Data for processing:
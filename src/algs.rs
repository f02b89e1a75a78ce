//! # MaxSAT Algorithms
//!
//! The core-guided search loop lives in [`oll`]. The types here are shared
//! between the search paths and their callers.

use std::fmt;

use crate::types::Assignment;

pub mod oll;
pub use oll::OllSolver;

/// The result of a terminated MaxSAT search
#[derive(Debug, Clone, PartialEq, Eq)]
pub enum Outcome {
    /// An optimal model was found; the saved model's cost equals the proven
    /// lower bound
    Optimum {
        /// The optimal cost over the soft clauses
        cost: usize,
        /// A model attaining that cost
        model: Assignment,
    },
    /// The hard clauses are unsatisfiable. The core-guided search paths
    /// never produce this themselves; they treat an unsatisfiable hard set
    /// as a caller bug and panic. The variant is part of the outcome
    /// contract for search strategies that do report it.
    Unsat,
}

/// Cardinality encodings selectable for the core-guided engine.
///
/// The engine requires an encoding with iterative bound tightening and is
/// implemented for the totalizer only; requesting anything else is a
/// configuration error.
#[derive(Debug, Clone, Copy, PartialEq, Eq, Default)]
pub enum CardEncoding {
    /// The incremental totalizer ([`crate::encodings::Totalizer`])
    #[default]
    Totalizer,
    /// A sequential counter; not supported by the core-guided engine
    SequentialCounter,
}

impl fmt::Display for CardEncoding {
    fn fmt(&self, f: &mut fmt::Formatter<'_>) -> fmt::Result {
        match self {
            CardEncoding::Totalizer => write!(f, "totalizer"),
            CardEncoding::SequentialCounter => write!(f, "sequential counter"),
        }
    }
}

/// Options for the core-guided engine
#[derive(Debug, Clone, Copy, PartialEq, Eq, Default)]
pub struct OllOptions {
    /// The cardinality encoding used for relaxing cores
    pub encoding: CardEncoding,
}

/// Statistics of a core-guided search
#[derive(Debug, Clone, Copy, PartialEq, Eq, Default)]
pub struct OllStats {
    /// The number of satisfiable oracle calls
    pub n_sat_calls: usize,
    /// The number of cores extracted
    pub n_cores: usize,
    /// The summed size of all extracted cores
    pub sum_core_sizes: usize,
    /// The final lower bound
    pub lb: usize,
    /// The final upper bound (`usize::MAX` if no model was found)
    pub ub: usize,
}
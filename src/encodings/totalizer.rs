//! # Incremental Totalizer Encoding
//!
//! Implementation of the binary adder tree totalizer encoding \[1\],
//! incremental as extended in \[2\]: the tree and all of its output
//! variables are created once, clauses enforcing the count semantics are
//! emitted lazily as the bound is tightened, and tightening never
//! invalidates previously emitted clauses.
//!
//! Only the upper-bound direction is encoded (`>= i+1` inputs true forces
//! output `i` true), which is what assumption-based at-most-k enforcement
//! needs: assuming the negation of output `k` excludes every model with
//! more than `k` true inputs.
//!
//! Output variables are allocated on the SAT backend itself, not on the
//! logical formula; callers interleaving logical allocations have to re-sync
//! the two (see [`crate::instances::Formula::sync_with`]).
//!
//! ## References
//!
//! - \[1\] Olivier Bailleux and Yacine Boufkhad: _Efficient CNF Encoding of
//!   Boolean Cardinality Constraints_, CP 2003.
//! - \[2\] Ruben Martins and Saurabh Joshi and Vasco Manquinho and Ines
//!   Lynce: _Incremental Cardinality Constraints for MaxSAT_, CP 2014.

use std::cmp;

use crate::{
    encodings::Error,
    solvers::Solve,
    types::{Clause, Lit},
};

/// Incremental at-most-k totalizer over a fixed input literal multiset
#[derive(Debug, Default)]
pub struct Totalizer {
    /// The input literals
    in_lits: Vec<Lit>,
    /// The root of the adder tree, once built
    root: Option<Node>,
    /// The bound the encoding currently enforces when the corresponding
    /// output is assumed
    bound: usize,
}

impl Totalizer {
    /// Creates a new, unbuilt totalizer
    #[must_use]
    pub fn new() -> Self {
        Self::default()
    }

    /// Whether [`Totalizer::build`] has been called
    #[must_use]
    pub fn has_encoding(&self) -> bool {
        self.root.is_some()
    }

    /// The input literals of the encoding
    #[must_use]
    pub fn lits(&self) -> &[Lit] {
        &self.in_lits
    }

    /// The ordered output literals; `outputs()[i]` is true iff at least
    /// `i+1` input literals are true. All outputs exist as soon as the
    /// encoding is built, independent of the encoded bound.
    ///
    /// # Panics
    ///
    /// If the encoding is not built.
    #[must_use]
    pub fn outputs(&self) -> &[Lit] {
        match self.root.as_ref().expect("totalizer is not built") {
            Node::Leaf(_) => unreachable!("adder tree over >= 2 inputs has an internal root"),
            Node::Internal { out_lits, .. } => out_lits,
        }
    }

    /// The currently enforceable bound
    #[must_use]
    pub fn bound(&self) -> usize {
        self.bound
    }

    /// Builds the adder tree over `inputs`, reserves all output variables on
    /// the solver and emits the clauses needed to enforce at-most-`bound` by
    /// assuming `!outputs()[bound]`.
    ///
    /// # Errors
    ///
    /// [`Error::AlreadyEncoded`] if called twice; solver errors are passed
    /// through.
    ///
    /// # Panics
    ///
    /// If `inputs` has fewer than two literals.
    pub fn build<S: Solve + ?Sized>(
        &mut self,
        solver: &mut S,
        inputs: &[Lit],
        bound: usize,
    ) -> anyhow::Result<()> {
        if self.has_encoding() {
            return Err(Error::AlreadyEncoded.into());
        }
        assert!(inputs.len() >= 2, "totalizer needs at least two inputs");
        self.in_lits = inputs.to_vec();
        let mut root = Node::build_tree(inputs);
        root.reserve_vars(solver);
        root.encode_ub(bound, solver)?;
        self.root = Some(root);
        self.bound = bound;
        Ok(())
    }

    /// Tightens the encoding so that at-most-`new_bound` can be enforced by
    /// assuming `!outputs()[new_bound]`. Only the clauses for the widened
    /// range are emitted.
    ///
    /// # Errors
    ///
    /// [`Error::NotEncoded`] if the encoding is not built,
    /// [`Error::BoundTooLow`] if `new_bound` is below the current bound;
    /// solver errors are passed through.
    pub fn inc_update<S: Solve + ?Sized>(
        &mut self,
        solver: &mut S,
        new_bound: usize,
    ) -> anyhow::Result<()> {
        let Some(root) = self.root.as_mut() else {
            return Err(Error::NotEncoded.into());
        };
        if new_bound < self.bound {
            return Err(Error::BoundTooLow(new_bound, self.bound).into());
        }
        root.encode_ub(new_bound, solver)?;
        self.bound = new_bound;
        Ok(())
    }
}

/// A node of the binary adder tree
#[derive(Debug)]
enum Node {
    Leaf(Lit),
    Internal {
        /// The output literals; reserved in full when the tree is built
        out_lits: Vec<Lit>,
        /// The maximum count this node can represent
        max_val: usize,
        /// Counts `1..=encoded_vals` have their defining clauses emitted
        encoded_vals: usize,
        left: Box<Node>,
        right: Box<Node>,
    },
}

impl Node {
    /// Recursively builds the tree structure, without allocating variables
    fn build_tree(lits: &[Lit]) -> Node {
        debug_assert!(!lits.is_empty());
        if lits.len() == 1 {
            return Node::Leaf(lits[0]);
        }
        let split = lits.len() / 2;
        let left = Node::build_tree(&lits[..split]);
        let right = Node::build_tree(&lits[split..]);
        Node::Internal {
            out_lits: vec![],
            max_val: lits.len(),
            encoded_vals: 0,
            left: Box::new(left),
            right: Box::new(right),
        }
    }

    /// Allocates all output variables of the subtree on the solver, depth
    /// first so that variable order is deterministic
    fn reserve_vars<S: Solve + ?Sized>(&mut self, solver: &mut S) {
        let Node::Internal {
            out_lits,
            max_val,
            left,
            right,
            ..
        } = self
        else {
            return;
        };
        left.reserve_vars(solver);
        right.reserve_vars(solver);
        debug_assert!(out_lits.is_empty());
        out_lits.extend((0..*max_val).map(|_| solver.fresh_var().pos_lit()));
    }

    /// The output literals representing counts `1..=max_val`; a leaf
    /// represents count 1 through its input literal
    fn output_slice(&self) -> &[Lit] {
        match self {
            Node::Leaf(lit) => std::slice::from_ref(lit),
            Node::Internal { out_lits, .. } => out_lits,
        }
    }

    /// Emits the upper-bound adder clauses so that every count up to
    /// `bound + 1` propagates from the children to this node's outputs.
    /// Incremental: only counts beyond the already-encoded range produce
    /// clauses.
    fn encode_ub<S: Solve + ?Sized>(&mut self, bound: usize, solver: &mut S) -> anyhow::Result<()> {
        let Node::Internal {
            out_lits,
            max_val,
            encoded_vals,
            left,
            right,
        } = self
        else {
            return Ok(());
        };
        let new_top = cmp::min(bound + 1, *max_val);
        if new_top <= *encoded_vals {
            return Ok(());
        }
        left.encode_ub(bound, solver)?;
        right.encode_ub(bound, solver)?;
        let left_outs = left.output_slice();
        let right_outs = right.output_slice();
        for sum in *encoded_vals + 1..=new_top {
            for left_val in 0..=cmp::min(sum, left_outs.len()) {
                let right_val = sum - left_val;
                if right_val > right_outs.len() {
                    continue;
                }
                // (left >= a) & (right >= b) -> (out >= a+b)
                let mut clause = Clause::with_capacity(3);
                if left_val > 0 {
                    clause.add(!left_outs[left_val - 1]);
                }
                if right_val > 0 {
                    clause.add(!right_outs[right_val - 1]);
                }
                clause.add(out_lits[sum - 1]);
                solver.add_clause(clause)?;
            }
        }
        *encoded_vals = new_top;
        Ok(())
    }
}
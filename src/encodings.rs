//! # CNF Encodings for Cardinality Constraints
//!
//! At-most-k constraints over literal multisets, encoded to CNF directly
//! into a SAT backend. The core-guided engine only relies on the totalizer
//! encoding, which supports incremental bound tightening.

use thiserror::Error;

pub mod totalizer;
pub use totalizer::Totalizer;

/// Errors from cardinality encodings
#[derive(Error, Debug, Clone, Copy, PartialEq, Eq)]
pub enum Error {
    /// The encoding has not been built yet
    #[error("the encoding is not built yet")]
    NotEncoded,
    /// The encoding has already been built and cannot be built again
    #[error("the encoding is already built")]
    AlreadyEncoded,
    /// The requested bound is lower than what is already encoded; bounds
    /// only grow
    #[error("the requested bound {0} is below the encoded bound {1}")]
    BoundTooLow(usize, usize),
}
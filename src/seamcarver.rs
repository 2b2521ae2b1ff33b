// This Source Code Form is subject to the terms of the Mozilla Public
// License, v. 2.0. If a copy of the MPL was not distributed with this
// file, You can obtain one at http://mozilla.org/MPL/2.0/.

//! Seamcarve - The main loop
//!
//! Repeatedly find and remove seams until the image reaches the
//! requested size.  While both dimensions need shrinking, vertical
//! and horizontal seams take turns; after that, whichever dimension is
//! still too large is finished off on its own.

use crate::error::CarveError;
use crate::flipper::Axis;
use crate::pixelgrid::PixelGrid;
use crate::seamengine::SeamEngine;
use image::RgbImage;
use log::{debug, info};

impl SeamEngine {
    // The whole energy field and search table are rebuilt for every
    // seam.  Only the pixels either side of the last seam actually
    // change, so there is room here for caching.

    fn carve_once(&mut self, axis: Axis) {
        let seam = self.find_seam(axis);
        self.remove_seam(&seam, axis);
        debug!("{:?}: {}x{}", axis, self.width(), self.height());
    }

    /// Carve seams out of the grid until it is `new_width` x
    /// `new_height`.  Fails, leaving the grid alone, if either target
    /// is larger than the grid already is.  Carving stops early once
    /// either dimension reaches 0, since an empty grid has no seams.
    pub fn carve(&mut self, new_width: u32, new_height: u32) -> Result<(), CarveError> {
        let (width, height) = (self.width(), self.height());
        if width < new_width || height < new_height {
            return Err(CarveError::Upscale {
                requested_width: new_width,
                requested_height: new_height,
                width,
                height,
            });
        }

        info!(
            "carving {}x{} down to {}x{}",
            width, height, new_width, new_height
        );
        let mut axis = Axis::Vertical;
        while !self.grid().is_empty() && self.width() > new_width && self.height() > new_height {
            self.carve_once(axis);
            axis = axis.turn();
        }
        while !self.grid().is_empty() && self.width() > new_width {
            self.carve_once(Axis::Vertical);
        }
        while !self.grid().is_empty() && self.height() > new_height {
            self.carve_once(Axis::Horizontal);
        }
        info!("carved to {}x{}", self.width(), self.height());
        Ok(())
    }
}

/// Given a decoded image and a desired new width and height, return a
/// copy of the image carved down to that size.
pub fn seamcarve(image: &RgbImage, new_width: u32, new_height: u32) -> Result<RgbImage, CarveError> {
    let mut engine = SeamEngine::new(PixelGrid::from(image));
    engine.carve(new_width, new_height)?;
    Ok(engine.grid().to_rgb_image())
}
// This Source Code Form is subject to the terms of the Mozilla Public
// License, v. 2.0. If a copy of the MPL was not distributed with this
// file, You can obtain one at http://mozilla.org/MPL/2.0/.

//! The seam engine
//!
//! Owns a pixel grid, finds the cheapest seam through it in either
//! direction, and carves seams out of it in place.

use crate::energy::{energy_to_image, pixel_energy};
use crate::flipper::Axis;
use crate::pixelgrid::PixelGrid;
use crate::seamfinder::SeamFinder;
use crate::twodmap::{Node, SearchTable};
use image::GrayImage;
use log::trace;

/// One coordinate per layer: for a vertical seam, the column to
/// remove from each row; for a horizontal seam, the row to remove
/// from each column.
pub type Seam = Vec<u32>;

/// The seam carving engine.  It has exclusive use of its grid; to
/// carve several images at once, give each its own engine.
#[derive(Debug, Clone)]
pub struct SeamEngine {
    grid: PixelGrid,
}

impl SeamEngine {
    /// Takes ownership of a grid to be carved.
    pub fn new(grid: PixelGrid) -> Self {
        SeamEngine { grid }
    }

    /// The grid in its current, possibly carved, state.
    pub fn grid(&self) -> &PixelGrid {
        &self.grid
    }

    /// Give the carved grid back.
    pub fn into_grid(self) -> PixelGrid {
        self.grid
    }

    /// Current width of the grid.
    pub fn width(&self) -> u32 {
        self.grid.width()
    }

    /// Current height of the grid.
    pub fn height(&self) -> u32 {
        self.grid.height()
    }

    /// The energy of the pixel at `(column, row)`.
    pub fn energy_at(&self, column: u32, row: u32) -> f64 {
        pixel_energy(&self.grid, column, row)
    }

    /// The current energy field as a greyscale image.
    pub fn energy_image(&self) -> GrayImage {
        energy_to_image(&self.grid)
    }

    /// Find the lowest-energy seam running along `axis`.  An empty
    /// grid yields an empty seam.
    pub fn find_seam(&self, axis: Axis) -> Seam {
        if self.grid.is_empty() {
            return Vec::new();
        }

        let (layers, positions) = axis.extents((self.width(), self.height()));
        let energy = |layer, position| {
            let (column, row) = axis.to_column_row(layer, position);
            pixel_energy(&self.grid, column, row)
        };

        let mut target = SearchTable::new(positions, layers);
        for p in 0..positions {
            target[(p, 0)] = Node {
                energy: energy(0, p),
                parent: p,
            };
        }

        for l in 1..layers {
            for p in 0..positions {
                // Each cell's cost is its own energy plus the cheapest
                // of the (up to) three cells adjacent to it in the
                // previous layer.  Candidates go straight ahead first,
                // then lower, then higher; min_by keeps the first of
                // equal minima.
                let below = p.checked_sub(1);
                let above = Some(p + 1).filter(|&q| q < positions);
                let parent = [Some(p), below, above]
                    .iter()
                    .flatten()
                    .cloned()
                    .min_by(|a, b| {
                        target[(*a, l - 1)]
                            .energy
                            .total_cmp(&target[(*b, l - 1)].energy)
                    })
                    .unwrap_or(p);
                target[(p, l)] = Node {
                    energy: energy(l, p) + target[(parent, l - 1)].energy,
                    parent,
                };
            }
        }

        // The first position with the least energy in the final layer.
        let last = layers - 1;
        let mut position = (0..positions)
            .min_by(|a, b| {
                target[(*a, last)]
                    .energy
                    .total_cmp(&target[(*b, last)].energy)
            })
            .unwrap_or(0);

        // Working backwards, follow the parents to the first layer,
        // then reverse.
        let seam: Seam = (0..layers)
            .rev()
            .fold(Vec::with_capacity(layers as usize), |mut acc, l| {
                acc.push(position);
                position = target[(position, l)].parent;
                acc
            })
            .into_iter()
            .rev()
            .collect();
        trace!("{:?} seam: {:?}", axis, seam);
        seam
    }

    /// Remove `seam`, which must have been found along `axis` on the
    /// grid as it is now.
    pub fn remove_seam(&mut self, seam: &[u32], axis: Axis) {
        match axis {
            Axis::Vertical => self.remove_vertical_seam(seam),
            Axis::Horizontal => self.remove_horizontal_seam(seam),
        }
    }

    /// Delete one row index from every column, shrinking the height
    /// by one.  A no-op on an empty grid.  Panics if the seam does
    /// not fit the grid.
    pub fn remove_horizontal_seam(&mut self, seam: &[u32]) {
        if self.grid.is_empty() {
            return;
        }
        let (width, height) = (self.width(), self.height());
        assert_eq!(
            seam.len(),
            width as usize,
            "horizontal seam length does not match the image width"
        );
        assert!(
            seam.iter().all(|&y| y < height),
            "horizontal seam leaves the image"
        );
        for (x, &y) in seam.iter().enumerate() {
            self.grid.delete_column_cell(x as u32, y);
        }
    }

    /// Close up every row over its seam pixel, then drop the final
    /// column, shrinking the width by one.  A no-op on an empty grid.
    /// Panics if the seam does not fit the grid.
    pub fn remove_vertical_seam(&mut self, seam: &[u32]) {
        if self.grid.is_empty() {
            return;
        }
        let (width, height) = (self.width(), self.height());
        assert_eq!(
            seam.len(),
            height as usize,
            "vertical seam length does not match the image height"
        );
        assert!(
            seam.iter().all(|&x| x < width),
            "vertical seam leaves the image"
        );
        for (y, &x) in seam.iter().enumerate() {
            self.grid.shift_row_left_from(x, y as u32);
        }
        self.grid.drop_last_column();
    }
}

impl SeamFinder for SeamEngine {
    fn find_horizontal_seam(&self) -> Vec<u32> {
        self.find_seam(Axis::Horizontal)
    }

    fn find_vertical_seam(&self) -> Vec<u32> {
        self.find_seam(Axis::Vertical)
    }
}
use std::hint::black_box;

use criterion::{criterion_group, criterion_main, BenchmarkId, Criterion};
use image::Rgb;
use torusseam::{Axis, PixelGrid, SeamEngine};

fn synthetic(width: u32, height: u32) -> PixelGrid {
    PixelGrid::from_fn(width, height, |x, y| {
        Rgb([(x * 7 % 256) as u8, (y * 11 % 256) as u8, ((x * y) % 256) as u8])
    })
}

fn bench_carve(c: &mut Criterion) {
    let mut group = c.benchmark_group("Carve");

    for (width, height) in [(64, 48), (256, 192)].iter() {
        group.throughput(criterion::Throughput::Elements((*width * *height) as u64));

        let parameter_string = format!("{}x{}", width, height);
        let engine = SeamEngine::new(synthetic(*width, *height));

        for axis in [Axis::Vertical, Axis::Horizontal].iter() {
            group.bench_with_input(
                BenchmarkId::new(format!("find_seam_{:?}", axis), &parameter_string),
                &engine,
                |b, engine| b.iter(|| black_box(engine.find_seam(*axis))),
            );
        }

        group.bench_with_input(
            BenchmarkId::new("find_and_remove_vertical", &parameter_string),
            &engine,
            |b, engine| {
                b.iter(|| {
                    let mut engine = engine.clone();
                    let seam = engine.find_seam(Axis::Vertical);
                    engine.remove_seam(&seam, Axis::Vertical);
                    black_box(engine)
                })
            },
        );
    }
    group.finish();
}

criterion_group!(benches, bench_carve);
criterion_main!(benches);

Work order: Which lines above run from the one containing "pub fn width(&self)" to the one containing "Find the lowest-energy"? Give them again exactly, both ends included.

Answer to this task:
    pub fn width(&self) -> u32 {
        self.grid.width()
    }

    /// Current height of the grid.
    pub fn height(&self) -> u32 {
        self.grid.height()
    }

    /// The energy of the pixel at `(column, row)`.
    pub fn energy_at(&self, column: u32, row: u32) -> f64 {
        pixel_energy(&self.grid, column, row)
    }

    /// The current energy field as a greyscale image.
    pub fn energy_image(&self) -> GrayImage {
        energy_to_image(&self.grid)
    }

    /// Find the lowest-energy seam running along `axis`.  An empty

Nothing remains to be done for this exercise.